Supplied material:
____

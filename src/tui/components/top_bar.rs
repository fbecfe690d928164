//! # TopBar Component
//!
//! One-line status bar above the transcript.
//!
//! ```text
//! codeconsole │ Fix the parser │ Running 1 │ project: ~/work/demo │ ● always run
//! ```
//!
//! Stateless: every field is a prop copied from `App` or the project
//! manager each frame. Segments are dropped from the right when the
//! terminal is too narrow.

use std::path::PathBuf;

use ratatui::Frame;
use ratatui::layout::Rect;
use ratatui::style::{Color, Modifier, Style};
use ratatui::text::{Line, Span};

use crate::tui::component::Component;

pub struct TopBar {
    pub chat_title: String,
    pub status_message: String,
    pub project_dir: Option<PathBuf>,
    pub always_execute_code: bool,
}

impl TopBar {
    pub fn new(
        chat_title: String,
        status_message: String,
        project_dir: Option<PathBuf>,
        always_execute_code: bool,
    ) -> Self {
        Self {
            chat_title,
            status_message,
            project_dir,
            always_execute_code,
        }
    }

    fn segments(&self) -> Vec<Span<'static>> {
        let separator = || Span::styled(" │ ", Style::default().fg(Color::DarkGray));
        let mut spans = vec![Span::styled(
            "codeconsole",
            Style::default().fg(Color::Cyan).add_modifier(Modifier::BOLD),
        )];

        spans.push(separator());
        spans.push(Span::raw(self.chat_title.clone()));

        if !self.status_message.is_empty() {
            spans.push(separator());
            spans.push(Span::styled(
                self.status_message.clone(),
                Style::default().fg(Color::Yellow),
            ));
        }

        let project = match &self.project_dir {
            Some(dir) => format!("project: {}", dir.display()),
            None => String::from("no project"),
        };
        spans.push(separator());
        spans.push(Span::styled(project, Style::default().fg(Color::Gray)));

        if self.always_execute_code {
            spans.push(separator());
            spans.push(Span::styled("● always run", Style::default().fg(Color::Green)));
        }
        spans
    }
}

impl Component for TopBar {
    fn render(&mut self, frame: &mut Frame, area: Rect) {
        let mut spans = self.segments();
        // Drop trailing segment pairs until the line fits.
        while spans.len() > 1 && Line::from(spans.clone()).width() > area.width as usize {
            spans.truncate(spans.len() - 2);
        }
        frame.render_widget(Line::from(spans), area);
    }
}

____

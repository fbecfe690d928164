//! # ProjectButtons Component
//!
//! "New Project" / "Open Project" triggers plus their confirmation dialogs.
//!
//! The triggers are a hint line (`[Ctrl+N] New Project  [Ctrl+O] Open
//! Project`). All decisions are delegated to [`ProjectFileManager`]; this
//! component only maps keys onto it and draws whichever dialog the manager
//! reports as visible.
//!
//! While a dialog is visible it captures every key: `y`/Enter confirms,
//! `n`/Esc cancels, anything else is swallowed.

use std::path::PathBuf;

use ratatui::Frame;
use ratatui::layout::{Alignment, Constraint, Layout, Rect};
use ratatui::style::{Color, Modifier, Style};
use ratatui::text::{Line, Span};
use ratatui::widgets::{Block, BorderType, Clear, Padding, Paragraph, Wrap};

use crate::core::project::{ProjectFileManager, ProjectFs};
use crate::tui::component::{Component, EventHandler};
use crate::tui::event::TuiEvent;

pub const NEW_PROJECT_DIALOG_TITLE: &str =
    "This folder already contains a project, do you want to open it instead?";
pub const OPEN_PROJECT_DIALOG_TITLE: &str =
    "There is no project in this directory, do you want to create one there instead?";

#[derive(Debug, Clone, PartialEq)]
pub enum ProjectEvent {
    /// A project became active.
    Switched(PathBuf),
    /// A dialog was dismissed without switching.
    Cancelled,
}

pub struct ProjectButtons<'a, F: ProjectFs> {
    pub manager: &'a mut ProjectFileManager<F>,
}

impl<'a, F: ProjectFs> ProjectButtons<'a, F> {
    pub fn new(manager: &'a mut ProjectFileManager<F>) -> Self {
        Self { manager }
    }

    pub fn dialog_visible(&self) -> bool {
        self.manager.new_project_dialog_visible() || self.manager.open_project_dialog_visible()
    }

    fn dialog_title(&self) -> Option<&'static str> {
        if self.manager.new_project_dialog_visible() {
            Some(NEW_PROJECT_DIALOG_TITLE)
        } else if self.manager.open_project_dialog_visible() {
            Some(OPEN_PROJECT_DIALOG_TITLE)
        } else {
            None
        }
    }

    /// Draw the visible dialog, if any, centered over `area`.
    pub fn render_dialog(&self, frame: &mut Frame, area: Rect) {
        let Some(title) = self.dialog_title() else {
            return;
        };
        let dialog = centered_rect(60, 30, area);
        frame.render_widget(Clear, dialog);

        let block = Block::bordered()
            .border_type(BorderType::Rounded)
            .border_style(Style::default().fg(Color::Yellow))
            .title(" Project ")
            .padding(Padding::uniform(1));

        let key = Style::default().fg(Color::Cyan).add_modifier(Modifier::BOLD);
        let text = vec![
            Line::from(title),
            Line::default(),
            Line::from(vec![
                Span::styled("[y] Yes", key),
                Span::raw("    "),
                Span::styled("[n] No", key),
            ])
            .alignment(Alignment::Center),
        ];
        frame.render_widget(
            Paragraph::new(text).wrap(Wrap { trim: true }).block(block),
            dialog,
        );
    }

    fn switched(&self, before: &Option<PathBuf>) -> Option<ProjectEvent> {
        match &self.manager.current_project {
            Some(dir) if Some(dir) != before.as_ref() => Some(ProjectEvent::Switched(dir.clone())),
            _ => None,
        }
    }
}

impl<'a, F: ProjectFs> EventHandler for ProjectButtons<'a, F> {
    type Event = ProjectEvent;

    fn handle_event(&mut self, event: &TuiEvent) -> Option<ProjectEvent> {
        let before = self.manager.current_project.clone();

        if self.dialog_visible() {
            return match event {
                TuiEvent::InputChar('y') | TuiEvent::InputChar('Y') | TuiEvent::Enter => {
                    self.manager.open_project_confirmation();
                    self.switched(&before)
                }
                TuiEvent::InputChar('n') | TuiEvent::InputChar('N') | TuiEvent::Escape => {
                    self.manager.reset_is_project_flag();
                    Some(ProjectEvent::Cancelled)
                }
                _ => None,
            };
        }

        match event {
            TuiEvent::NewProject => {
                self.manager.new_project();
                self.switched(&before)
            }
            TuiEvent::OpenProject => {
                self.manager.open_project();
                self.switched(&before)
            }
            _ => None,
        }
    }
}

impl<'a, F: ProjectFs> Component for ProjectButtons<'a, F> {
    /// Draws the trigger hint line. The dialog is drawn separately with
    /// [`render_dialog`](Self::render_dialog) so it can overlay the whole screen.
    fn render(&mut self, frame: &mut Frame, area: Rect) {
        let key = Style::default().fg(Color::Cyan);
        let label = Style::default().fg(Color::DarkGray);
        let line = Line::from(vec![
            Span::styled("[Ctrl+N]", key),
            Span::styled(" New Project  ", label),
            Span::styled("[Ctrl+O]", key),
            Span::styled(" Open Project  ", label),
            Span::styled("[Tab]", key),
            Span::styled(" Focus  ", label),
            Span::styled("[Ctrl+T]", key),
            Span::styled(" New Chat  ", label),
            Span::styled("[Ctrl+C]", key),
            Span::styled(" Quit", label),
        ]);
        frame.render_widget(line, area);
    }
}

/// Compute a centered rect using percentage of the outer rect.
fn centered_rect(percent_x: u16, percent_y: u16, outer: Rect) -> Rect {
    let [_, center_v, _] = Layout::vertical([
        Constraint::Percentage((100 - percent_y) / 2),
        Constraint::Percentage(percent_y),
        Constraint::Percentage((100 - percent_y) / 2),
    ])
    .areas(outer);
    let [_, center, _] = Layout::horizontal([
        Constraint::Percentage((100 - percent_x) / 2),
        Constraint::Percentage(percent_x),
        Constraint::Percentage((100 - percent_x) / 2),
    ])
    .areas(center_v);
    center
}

____

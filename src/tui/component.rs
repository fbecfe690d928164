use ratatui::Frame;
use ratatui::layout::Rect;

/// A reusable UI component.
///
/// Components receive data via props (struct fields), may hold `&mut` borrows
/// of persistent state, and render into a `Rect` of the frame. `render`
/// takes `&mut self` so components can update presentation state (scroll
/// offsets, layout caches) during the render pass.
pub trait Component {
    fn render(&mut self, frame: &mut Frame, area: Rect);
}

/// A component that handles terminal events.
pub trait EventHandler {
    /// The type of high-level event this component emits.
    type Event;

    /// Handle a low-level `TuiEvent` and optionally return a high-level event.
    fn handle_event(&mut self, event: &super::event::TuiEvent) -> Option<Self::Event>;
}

____

Return the span of lines in the data above that opens at the line with "Some(OPEN_PROJECT_DIALOG_TITLE)" and closes at the line with "fn switched(&self, before: &Option<PathBuf>)", exactly, ends included, nothing else.

            Some(OPEN_PROJECT_DIALOG_TITLE)
        } else {
            None
        }
    }

    /// Draw the visible dialog, if any, centered over `area`.
    pub fn render_dialog(&self, frame: &mut Frame, area: Rect) {
        let Some(title) = self.dialog_title() else {
            return;
        };
        let dialog = centered_rect(60, 30, area);
        frame.render_widget(Clear, dialog);

        let block = Block::bordered()
            .border_type(BorderType::Rounded)
            .border_style(Style::default().fg(Color::Yellow))
            .title(" Project ")
            .padding(Padding::uniform(1));

        let key = Style::default().fg(Color::Cyan).add_modifier(Modifier::BOLD);
        let text = vec![
            Line::from(title),
            Line::default(),
            Line::from(vec![
                Span::styled("[y] Yes", key),
                Span::raw("    "),
                Span::styled("[n] No", key),
            ])
            .alignment(Alignment::Center),
        ];
        frame.render_widget(
            Paragraph::new(text).wrap(Wrap { trim: true }).block(block),
            dialog,
        );
    }

    fn switched(&self, before: &Option<PathBuf>) -> Option<ProjectEvent> {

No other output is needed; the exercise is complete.